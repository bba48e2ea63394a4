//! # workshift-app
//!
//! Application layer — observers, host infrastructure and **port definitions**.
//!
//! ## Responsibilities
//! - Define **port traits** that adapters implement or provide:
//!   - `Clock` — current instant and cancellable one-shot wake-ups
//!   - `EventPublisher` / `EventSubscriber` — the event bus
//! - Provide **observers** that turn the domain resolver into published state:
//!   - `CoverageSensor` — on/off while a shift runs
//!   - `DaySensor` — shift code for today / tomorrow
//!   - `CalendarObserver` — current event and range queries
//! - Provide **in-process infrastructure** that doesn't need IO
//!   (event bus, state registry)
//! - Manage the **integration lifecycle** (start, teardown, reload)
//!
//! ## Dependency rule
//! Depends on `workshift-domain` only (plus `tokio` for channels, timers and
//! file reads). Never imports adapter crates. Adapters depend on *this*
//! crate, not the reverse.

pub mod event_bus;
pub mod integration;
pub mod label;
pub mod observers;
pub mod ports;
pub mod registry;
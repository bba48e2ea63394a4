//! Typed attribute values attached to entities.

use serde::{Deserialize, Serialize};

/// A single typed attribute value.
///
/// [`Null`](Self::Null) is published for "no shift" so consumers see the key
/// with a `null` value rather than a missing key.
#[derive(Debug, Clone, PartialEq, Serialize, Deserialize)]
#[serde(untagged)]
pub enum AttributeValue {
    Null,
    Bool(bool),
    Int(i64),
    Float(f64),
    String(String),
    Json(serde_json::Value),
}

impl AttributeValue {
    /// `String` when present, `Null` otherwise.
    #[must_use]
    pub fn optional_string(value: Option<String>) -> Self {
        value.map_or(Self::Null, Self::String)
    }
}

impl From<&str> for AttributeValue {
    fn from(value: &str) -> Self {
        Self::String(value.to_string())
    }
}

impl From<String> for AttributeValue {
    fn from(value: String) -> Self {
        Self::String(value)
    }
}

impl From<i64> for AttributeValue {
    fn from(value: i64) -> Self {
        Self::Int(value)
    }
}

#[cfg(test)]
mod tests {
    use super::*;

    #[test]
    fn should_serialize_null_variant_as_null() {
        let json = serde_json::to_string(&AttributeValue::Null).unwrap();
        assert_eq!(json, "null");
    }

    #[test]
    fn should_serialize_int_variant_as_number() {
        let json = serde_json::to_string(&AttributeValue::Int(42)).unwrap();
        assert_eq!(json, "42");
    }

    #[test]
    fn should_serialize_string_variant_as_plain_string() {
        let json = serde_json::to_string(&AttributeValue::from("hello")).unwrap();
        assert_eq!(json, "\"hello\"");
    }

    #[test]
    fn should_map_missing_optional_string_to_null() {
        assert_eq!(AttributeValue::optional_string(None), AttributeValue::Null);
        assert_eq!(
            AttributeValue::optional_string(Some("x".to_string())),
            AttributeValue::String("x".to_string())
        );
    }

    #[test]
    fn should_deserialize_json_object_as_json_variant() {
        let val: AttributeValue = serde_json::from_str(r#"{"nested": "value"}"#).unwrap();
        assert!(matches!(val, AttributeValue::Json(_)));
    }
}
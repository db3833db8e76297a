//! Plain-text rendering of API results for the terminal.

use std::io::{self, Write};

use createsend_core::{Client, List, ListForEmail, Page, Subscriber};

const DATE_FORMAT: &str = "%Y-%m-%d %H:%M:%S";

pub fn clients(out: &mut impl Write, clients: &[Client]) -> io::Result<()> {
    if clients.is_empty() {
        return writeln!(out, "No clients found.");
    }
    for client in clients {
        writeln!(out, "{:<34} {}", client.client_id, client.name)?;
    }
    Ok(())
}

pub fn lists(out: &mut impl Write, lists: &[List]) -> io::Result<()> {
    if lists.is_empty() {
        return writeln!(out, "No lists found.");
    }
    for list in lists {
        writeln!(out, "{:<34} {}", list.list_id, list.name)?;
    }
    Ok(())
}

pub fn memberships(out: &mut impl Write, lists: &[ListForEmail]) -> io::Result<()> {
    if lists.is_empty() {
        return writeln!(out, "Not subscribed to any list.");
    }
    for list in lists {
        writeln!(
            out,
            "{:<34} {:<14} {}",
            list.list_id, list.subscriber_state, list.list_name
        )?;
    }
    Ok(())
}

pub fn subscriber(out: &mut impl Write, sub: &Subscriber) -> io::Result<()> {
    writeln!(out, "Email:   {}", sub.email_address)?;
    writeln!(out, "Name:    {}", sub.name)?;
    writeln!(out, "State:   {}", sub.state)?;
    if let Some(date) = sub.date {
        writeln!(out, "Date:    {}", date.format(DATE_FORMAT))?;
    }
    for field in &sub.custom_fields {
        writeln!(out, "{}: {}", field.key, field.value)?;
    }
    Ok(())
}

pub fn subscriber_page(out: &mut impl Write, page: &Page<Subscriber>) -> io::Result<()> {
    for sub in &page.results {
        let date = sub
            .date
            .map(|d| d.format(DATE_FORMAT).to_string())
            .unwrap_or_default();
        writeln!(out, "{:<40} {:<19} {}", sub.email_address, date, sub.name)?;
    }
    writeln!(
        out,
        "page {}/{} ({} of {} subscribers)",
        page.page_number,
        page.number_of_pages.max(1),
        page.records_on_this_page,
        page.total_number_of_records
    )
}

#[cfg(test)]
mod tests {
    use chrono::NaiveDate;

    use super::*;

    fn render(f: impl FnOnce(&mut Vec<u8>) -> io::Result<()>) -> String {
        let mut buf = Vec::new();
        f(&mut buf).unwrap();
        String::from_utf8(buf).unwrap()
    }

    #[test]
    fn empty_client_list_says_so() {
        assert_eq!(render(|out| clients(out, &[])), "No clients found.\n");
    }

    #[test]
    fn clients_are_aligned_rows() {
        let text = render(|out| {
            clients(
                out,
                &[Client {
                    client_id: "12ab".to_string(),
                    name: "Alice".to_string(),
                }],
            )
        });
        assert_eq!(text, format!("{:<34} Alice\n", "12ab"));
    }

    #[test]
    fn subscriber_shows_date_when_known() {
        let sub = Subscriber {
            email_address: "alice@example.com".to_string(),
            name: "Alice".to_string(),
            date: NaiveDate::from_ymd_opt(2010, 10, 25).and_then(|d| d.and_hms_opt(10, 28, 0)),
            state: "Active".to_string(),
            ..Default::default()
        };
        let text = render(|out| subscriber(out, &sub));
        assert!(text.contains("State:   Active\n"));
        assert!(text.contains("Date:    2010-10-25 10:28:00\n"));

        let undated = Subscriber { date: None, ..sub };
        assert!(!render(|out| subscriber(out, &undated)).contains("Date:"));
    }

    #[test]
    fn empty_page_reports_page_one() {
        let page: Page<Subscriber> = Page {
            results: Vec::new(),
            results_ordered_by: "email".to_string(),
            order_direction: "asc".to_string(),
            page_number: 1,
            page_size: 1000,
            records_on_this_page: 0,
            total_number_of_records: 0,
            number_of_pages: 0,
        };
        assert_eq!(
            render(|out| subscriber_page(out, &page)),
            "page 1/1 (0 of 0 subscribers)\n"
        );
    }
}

WHAT IS BEING ASKED
Restate word for word the entries above, starting at the line with "pub mod ports;" and ending at the line with "fn from(value: &str)", inclusive, and no others.

RESULT OF THE EXERCISE
pub mod ports;
pub mod registry;
repository bba48e2ea63394a4
//! Typed attribute values attached to entities.

use serde::{Deserialize, Serialize};

/// A single typed attribute value.
///
/// [`Null`](Self::Null) is published for "no shift" so consumers see the key
/// with a `null` value rather than a missing key.
#[derive(Debug, Clone, PartialEq, Serialize, Deserialize)]
#[serde(untagged)]
pub enum AttributeValue {
    Null,
    Bool(bool),
    Int(i64),
    Float(f64),
    String(String),
    Json(serde_json::Value),
}

impl AttributeValue {
    /// `String` when present, `Null` otherwise.
    #[must_use]
    pub fn optional_string(value: Option<String>) -> Self {
        value.map_or(Self::Null, Self::String)
    }
}

impl From<&str> for AttributeValue {
    fn from(value: &str) -> Self {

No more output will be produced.